Accuracy of the Ensemble Kalman Filter in the Near-Linear Setting
Edoardo Calvello, Pierre Monmarché, Andrew M. Stuart, Urbain Vaes
TL;DR
This work advances the theoretical understanding of the ensemble Kalman filter by establishing stability and accuracy results in a near-linear setting that allows unbounded dynamics with linear growth. It constructs a rigorous link between the true filtering distribution and both the mean-field and finite-particle EnKF via a Gaussian projection framework and a weighted total variation distance, yielding explicit error bounds. The key contributions include a mean-field stability theorem, an error bound when the dynamics are near affine, and a finite-particle Monte Carlo error bound with moment controls, all under unbounded vector fields. The results provide practically meaningful guarantees for EnKF in high-dimensional, nonlinear data assimilation problems and point to future work on inverse problems, continuous-time limits, and multifidelity approaches. This framework sharpens the theoretical basis for using EnKF beyond the classical linear-Gaussian regime, with explicit dependence on moments, growth rates, and iteration depth.
Abstract
The filtering distribution captures the statistics of the state of a dynamical system from partial and noisy observations. Classical particle filters provably approximate this distribution in quite general settings; however they behave poorly for high dimensional problems, suffering weight collapse.
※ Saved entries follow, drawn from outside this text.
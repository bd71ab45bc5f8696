use std::sync::Arc;

use poem::Result as PoemResult;
use poem_openapi::{ApiResponse, OpenApi, param::Path, payload::Json};
use uuid::Uuid;

use crate::{
    application::usecases::{signup::SignupRequest, update_user::UpdateUserRequest},
    domain::errors::DomainError,
    presentation::http::{
        endpoints::root::{ApiState, EndpointsTags},
        mappers::map_user,
        requests::{SignupRequestDto, UpdateUserRequestDto},
        responses::UserDto,
    },
};

#[derive(ApiResponse)]
pub enum SignupResponse {
    #[oai(status = 201)]
    Created(Json<UserDto>),
}

#[derive(Clone)]
pub struct UsersEndpoints {
    state: Arc<ApiState>,
}

impl UsersEndpoints {
    pub fn new(state: Arc<ApiState>) -> Self {
        Self { state }
    }
}

#[OpenApi]
impl UsersEndpoints {
    /// Register a User
    #[oai(path = "/signup", method = "post", tag = EndpointsTags::Users)]
    pub async fn signup(&self, request: Json<SignupRequestDto>) -> PoemResult<SignupResponse> {
        let request = request.0;
        let user = self
            .state
            .signup_usecase
            .execute(SignupRequest {
                user_id: request.user_id,
                email: request.email.0,
                password: request.password,
                first_name: request.first_name,
                last_name: request.last_name,
                birth_date: request.birth_date,
            })
            .await?;

        Ok(SignupResponse::Created(Json(map_user(&user))))
    }

    /// Login a User
    ///
    /// Not available: this service has no authentication.
    #[oai(path = "/login", method = "post", tag = EndpointsTags::Users)]
    pub async fn login(&self) -> PoemResult<Json<UserDto>> {
        Err(DomainError::NotImplemented("login").into())
    }

    /// List all Users
    #[oai(path = "/users", method = "get", tag = EndpointsTags::Users)]
    pub async fn list_users(&self) -> PoemResult<Json<Vec<UserDto>>> {
        let users = self.state.list_users_usecase.execute().await?;

        Ok(Json(users.iter().map(map_user).collect()))
    }

    /// Get a User
    #[oai(path = "/users/:user_id", method = "get", tag = EndpointsTags::Users)]
    pub async fn get_user(&self, user_id: Path<Uuid>) -> PoemResult<Json<UserDto>> {
        let user = self.state.get_user_usecase.execute(user_id.0).await?;

        Ok(Json(map_user(&user)))
    }

    /// Update a User
    #[oai(path = "/users/:user_id", method = "put", tag = EndpointsTags::Users)]
    pub async fn update_user(
        &self,
        user_id: Path<Uuid>,
        request: Json<UpdateUserRequestDto>,
    ) -> PoemResult<Json<UserDto>> {
        let request = request.0;
        let user = self
            .state
            .update_user_usecase
            .execute(UpdateUserRequest {
                user_id: user_id.0,
                email: request.email.0,
                password: request.password,
                first_name: request.first_name,
                last_name: request.last_name,
                birth_date: request.birth_date,
            })
            .await?;

        Ok(Json(map_user(&user)))
    }

    /// Delete a User
    #[oai(path = "/users/:user_id", method = "delete", tag = EndpointsTags::Users)]
    pub async fn delete_user(&self, user_id: Path<Uuid>) -> PoemResult<Json<UserDto>> {
        let user = self.state.delete_user_usecase.execute(user_id.0).await?;

        Ok(Json(map_user(&user)))
    }
}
This issue is circumvented by the ensemble Kalman filter which is an equal-weight interacting particle system. However, this finite particle system is only proven to approximate the true filter in the linear Gaussian case. In practice, however, it is applied in much broader settings; as a result, establishing its approximation properties more generally is important. There has been recent progress in the theoretical analysis of the algorithm, establishing stability and error estimates in non-Gaussian settings, but the assumptions on the dynamics and observation models rule out the unbounded vector fields that arise in practice and the analysis applies only to the mean field limit of the ensemble Kalman filter. The present work establishes error bounds between the filtering distribution and the finite particle ensemble Kalman filter when the dynamics and observation vector fields may be unbounded, allowing linear growth.